* Exercise: Each line that includes "EaterConfig" must be copied from the records.

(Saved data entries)
::::::::
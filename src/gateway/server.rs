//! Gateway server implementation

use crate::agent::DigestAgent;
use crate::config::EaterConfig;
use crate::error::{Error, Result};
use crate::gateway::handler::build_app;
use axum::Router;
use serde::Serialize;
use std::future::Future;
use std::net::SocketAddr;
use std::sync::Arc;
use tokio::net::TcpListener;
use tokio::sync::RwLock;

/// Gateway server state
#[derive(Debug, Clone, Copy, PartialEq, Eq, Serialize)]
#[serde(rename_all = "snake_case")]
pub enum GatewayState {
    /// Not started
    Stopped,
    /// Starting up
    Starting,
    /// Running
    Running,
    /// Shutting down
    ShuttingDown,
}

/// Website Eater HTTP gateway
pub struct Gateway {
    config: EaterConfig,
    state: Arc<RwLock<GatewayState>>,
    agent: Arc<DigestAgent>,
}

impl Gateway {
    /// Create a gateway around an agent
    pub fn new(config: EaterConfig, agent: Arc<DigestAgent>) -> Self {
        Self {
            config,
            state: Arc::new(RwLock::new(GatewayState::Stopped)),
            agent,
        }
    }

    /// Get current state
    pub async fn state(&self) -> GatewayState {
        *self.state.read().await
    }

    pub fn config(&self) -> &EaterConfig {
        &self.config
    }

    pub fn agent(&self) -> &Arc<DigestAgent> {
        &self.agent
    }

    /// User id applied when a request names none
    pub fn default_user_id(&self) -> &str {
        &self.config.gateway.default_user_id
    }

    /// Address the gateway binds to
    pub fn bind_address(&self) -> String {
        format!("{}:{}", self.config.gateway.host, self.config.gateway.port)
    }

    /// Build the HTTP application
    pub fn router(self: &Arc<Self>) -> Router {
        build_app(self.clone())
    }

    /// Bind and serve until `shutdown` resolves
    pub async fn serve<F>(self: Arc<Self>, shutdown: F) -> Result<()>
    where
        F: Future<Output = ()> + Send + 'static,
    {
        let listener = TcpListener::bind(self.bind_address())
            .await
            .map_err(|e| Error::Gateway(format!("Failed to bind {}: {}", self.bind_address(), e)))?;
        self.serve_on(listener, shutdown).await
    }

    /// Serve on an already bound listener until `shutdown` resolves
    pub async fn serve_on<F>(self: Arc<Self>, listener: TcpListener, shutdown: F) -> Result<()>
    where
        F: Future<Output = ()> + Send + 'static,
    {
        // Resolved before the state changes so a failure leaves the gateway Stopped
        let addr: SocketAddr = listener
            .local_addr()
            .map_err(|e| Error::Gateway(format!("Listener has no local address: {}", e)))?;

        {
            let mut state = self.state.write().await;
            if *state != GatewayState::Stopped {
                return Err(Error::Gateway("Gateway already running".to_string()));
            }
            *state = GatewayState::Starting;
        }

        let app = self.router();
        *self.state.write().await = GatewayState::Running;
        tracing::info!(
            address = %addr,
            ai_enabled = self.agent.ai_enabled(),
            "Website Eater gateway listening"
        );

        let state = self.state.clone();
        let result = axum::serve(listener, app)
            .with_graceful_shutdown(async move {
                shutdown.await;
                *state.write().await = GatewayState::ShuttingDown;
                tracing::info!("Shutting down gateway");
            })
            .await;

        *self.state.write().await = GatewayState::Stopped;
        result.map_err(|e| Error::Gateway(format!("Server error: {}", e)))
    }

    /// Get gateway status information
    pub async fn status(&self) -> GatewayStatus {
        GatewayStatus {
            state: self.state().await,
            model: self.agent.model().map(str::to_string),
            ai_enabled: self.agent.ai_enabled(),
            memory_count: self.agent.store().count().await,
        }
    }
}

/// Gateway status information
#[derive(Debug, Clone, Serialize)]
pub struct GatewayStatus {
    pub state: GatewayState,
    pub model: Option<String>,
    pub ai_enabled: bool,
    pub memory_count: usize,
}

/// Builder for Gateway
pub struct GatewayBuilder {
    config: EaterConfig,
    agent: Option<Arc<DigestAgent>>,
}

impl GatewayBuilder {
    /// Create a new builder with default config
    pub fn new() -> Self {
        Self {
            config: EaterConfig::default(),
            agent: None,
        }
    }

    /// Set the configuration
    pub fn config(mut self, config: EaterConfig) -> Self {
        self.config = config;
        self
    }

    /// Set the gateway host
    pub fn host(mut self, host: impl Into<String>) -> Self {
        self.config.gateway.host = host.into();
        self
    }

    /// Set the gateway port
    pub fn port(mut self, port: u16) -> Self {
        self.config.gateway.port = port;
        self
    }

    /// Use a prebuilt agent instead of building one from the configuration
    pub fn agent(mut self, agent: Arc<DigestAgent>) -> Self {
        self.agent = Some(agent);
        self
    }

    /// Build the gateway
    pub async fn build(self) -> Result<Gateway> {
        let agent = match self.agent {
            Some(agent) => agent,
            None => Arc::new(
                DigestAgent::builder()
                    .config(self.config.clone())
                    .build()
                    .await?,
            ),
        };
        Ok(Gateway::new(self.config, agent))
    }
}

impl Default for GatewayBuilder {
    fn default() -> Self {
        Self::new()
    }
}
::::::::
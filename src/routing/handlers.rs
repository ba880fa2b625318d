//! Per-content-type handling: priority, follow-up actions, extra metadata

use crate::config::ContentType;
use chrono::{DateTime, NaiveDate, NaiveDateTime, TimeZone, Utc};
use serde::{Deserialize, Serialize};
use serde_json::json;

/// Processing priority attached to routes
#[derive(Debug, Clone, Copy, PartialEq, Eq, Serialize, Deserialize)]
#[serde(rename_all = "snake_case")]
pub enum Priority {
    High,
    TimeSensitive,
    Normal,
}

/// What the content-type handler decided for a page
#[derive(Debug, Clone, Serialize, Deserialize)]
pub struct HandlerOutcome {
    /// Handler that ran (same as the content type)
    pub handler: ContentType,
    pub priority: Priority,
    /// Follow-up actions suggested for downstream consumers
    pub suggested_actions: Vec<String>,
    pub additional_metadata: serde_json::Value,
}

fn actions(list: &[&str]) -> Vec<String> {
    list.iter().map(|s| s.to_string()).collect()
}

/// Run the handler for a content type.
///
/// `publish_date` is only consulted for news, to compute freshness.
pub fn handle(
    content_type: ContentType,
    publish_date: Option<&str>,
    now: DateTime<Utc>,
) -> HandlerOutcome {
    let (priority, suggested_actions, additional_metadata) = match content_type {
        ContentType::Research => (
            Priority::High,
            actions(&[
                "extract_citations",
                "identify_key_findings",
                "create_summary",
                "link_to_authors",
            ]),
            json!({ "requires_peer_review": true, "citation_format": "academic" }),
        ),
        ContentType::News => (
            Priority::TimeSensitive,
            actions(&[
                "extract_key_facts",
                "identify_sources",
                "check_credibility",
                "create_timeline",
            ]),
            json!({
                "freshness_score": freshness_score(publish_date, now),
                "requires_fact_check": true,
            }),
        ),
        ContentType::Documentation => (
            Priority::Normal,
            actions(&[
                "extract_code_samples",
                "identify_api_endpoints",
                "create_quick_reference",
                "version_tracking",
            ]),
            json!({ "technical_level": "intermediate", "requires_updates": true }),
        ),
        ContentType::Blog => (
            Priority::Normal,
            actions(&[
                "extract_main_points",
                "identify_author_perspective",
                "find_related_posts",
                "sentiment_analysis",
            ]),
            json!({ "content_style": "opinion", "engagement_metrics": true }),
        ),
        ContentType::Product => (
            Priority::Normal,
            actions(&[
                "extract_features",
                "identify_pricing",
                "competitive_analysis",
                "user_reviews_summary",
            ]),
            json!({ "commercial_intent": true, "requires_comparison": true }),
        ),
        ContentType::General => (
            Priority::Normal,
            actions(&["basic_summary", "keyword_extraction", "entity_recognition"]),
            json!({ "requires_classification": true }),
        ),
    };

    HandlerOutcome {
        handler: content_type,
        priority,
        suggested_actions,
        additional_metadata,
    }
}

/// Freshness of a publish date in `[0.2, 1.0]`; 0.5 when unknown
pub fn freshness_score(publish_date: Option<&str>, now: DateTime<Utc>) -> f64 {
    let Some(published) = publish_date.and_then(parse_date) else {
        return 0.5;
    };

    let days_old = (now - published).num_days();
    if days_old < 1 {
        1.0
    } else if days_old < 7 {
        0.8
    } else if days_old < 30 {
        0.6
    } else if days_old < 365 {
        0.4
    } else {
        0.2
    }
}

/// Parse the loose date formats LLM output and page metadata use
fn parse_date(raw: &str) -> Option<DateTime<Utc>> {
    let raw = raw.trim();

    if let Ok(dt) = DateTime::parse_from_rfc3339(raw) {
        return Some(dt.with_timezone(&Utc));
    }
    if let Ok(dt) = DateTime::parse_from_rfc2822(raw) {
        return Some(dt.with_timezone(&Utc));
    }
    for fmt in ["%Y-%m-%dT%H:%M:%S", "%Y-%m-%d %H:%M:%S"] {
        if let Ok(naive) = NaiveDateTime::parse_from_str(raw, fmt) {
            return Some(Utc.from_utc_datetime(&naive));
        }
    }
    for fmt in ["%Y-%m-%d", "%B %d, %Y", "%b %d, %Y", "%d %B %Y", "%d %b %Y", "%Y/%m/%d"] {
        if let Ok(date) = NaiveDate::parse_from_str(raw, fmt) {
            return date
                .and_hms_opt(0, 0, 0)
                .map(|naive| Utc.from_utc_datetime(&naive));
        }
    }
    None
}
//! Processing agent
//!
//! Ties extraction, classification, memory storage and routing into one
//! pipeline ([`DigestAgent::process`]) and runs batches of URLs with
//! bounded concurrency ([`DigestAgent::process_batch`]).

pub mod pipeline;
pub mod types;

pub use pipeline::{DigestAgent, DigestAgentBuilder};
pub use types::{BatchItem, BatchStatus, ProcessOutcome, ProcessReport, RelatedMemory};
::::::::
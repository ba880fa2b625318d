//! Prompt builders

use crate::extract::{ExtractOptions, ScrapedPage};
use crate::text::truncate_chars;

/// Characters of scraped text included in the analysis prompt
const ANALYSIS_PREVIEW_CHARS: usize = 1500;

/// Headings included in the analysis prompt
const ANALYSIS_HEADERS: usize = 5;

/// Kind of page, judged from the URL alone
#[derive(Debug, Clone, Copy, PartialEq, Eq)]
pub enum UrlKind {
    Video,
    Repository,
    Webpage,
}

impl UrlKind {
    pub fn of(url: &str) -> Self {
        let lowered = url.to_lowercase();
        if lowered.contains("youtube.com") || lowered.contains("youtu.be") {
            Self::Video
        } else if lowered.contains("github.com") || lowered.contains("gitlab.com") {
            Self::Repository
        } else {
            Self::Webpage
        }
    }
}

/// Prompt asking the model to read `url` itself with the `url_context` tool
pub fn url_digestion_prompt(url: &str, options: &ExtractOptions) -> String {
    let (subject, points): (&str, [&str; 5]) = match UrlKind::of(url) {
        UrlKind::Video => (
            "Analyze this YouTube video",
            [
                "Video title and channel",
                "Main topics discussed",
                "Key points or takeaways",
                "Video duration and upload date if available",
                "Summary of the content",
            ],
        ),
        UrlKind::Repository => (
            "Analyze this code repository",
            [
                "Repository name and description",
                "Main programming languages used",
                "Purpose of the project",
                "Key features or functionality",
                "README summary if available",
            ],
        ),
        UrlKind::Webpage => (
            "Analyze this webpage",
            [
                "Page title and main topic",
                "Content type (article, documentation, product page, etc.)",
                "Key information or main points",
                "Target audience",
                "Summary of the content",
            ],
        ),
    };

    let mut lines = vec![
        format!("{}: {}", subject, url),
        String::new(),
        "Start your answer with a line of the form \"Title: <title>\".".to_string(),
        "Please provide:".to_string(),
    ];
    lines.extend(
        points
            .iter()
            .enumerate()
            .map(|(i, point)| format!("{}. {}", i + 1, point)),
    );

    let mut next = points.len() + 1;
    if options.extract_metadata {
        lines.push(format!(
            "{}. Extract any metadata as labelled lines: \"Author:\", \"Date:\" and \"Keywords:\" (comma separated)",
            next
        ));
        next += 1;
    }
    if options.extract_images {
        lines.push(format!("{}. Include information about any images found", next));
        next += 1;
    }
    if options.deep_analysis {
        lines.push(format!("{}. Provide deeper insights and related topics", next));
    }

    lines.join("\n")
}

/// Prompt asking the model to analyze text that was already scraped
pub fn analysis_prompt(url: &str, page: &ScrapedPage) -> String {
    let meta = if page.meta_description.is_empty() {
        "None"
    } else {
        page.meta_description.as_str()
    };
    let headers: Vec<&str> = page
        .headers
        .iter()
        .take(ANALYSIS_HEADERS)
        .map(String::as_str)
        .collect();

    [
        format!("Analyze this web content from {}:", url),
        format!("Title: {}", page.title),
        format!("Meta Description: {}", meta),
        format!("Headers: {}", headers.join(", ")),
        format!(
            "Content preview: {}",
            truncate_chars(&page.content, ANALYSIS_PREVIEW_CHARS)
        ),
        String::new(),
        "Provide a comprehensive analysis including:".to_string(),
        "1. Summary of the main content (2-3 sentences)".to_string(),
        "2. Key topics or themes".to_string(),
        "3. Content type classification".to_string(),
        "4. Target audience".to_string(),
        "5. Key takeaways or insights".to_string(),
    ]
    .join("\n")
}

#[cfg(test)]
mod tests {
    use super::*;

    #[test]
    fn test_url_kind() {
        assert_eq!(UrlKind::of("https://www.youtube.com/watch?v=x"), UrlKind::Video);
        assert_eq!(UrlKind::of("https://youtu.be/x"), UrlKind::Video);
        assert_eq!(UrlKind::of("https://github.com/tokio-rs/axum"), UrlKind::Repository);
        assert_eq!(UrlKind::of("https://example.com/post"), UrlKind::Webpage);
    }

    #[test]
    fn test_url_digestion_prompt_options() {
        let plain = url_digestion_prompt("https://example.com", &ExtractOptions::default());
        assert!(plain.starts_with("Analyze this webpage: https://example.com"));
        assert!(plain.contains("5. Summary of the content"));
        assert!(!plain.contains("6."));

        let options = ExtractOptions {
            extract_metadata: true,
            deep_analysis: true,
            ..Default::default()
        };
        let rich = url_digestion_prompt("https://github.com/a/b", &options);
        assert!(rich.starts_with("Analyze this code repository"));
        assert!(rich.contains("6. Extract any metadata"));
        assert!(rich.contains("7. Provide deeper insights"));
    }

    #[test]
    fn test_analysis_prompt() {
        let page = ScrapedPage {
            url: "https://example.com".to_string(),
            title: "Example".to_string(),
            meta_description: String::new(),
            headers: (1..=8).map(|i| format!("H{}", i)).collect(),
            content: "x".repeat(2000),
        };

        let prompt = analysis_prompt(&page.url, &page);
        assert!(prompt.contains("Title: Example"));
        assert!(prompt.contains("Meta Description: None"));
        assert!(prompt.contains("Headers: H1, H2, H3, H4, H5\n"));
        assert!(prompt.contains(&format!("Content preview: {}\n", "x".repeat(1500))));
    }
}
::::::::
* Written solution:
use crate::config::EaterConfig;
    config: EaterConfig,
    pub fn new(config: EaterConfig, agent: Arc<DigestAgent>) -> Self {
    pub fn config(&self) -> &EaterConfig {
    config: EaterConfig,
            config: EaterConfig::default(),
    pub fn config(mut self, config: EaterConfig) -> Self {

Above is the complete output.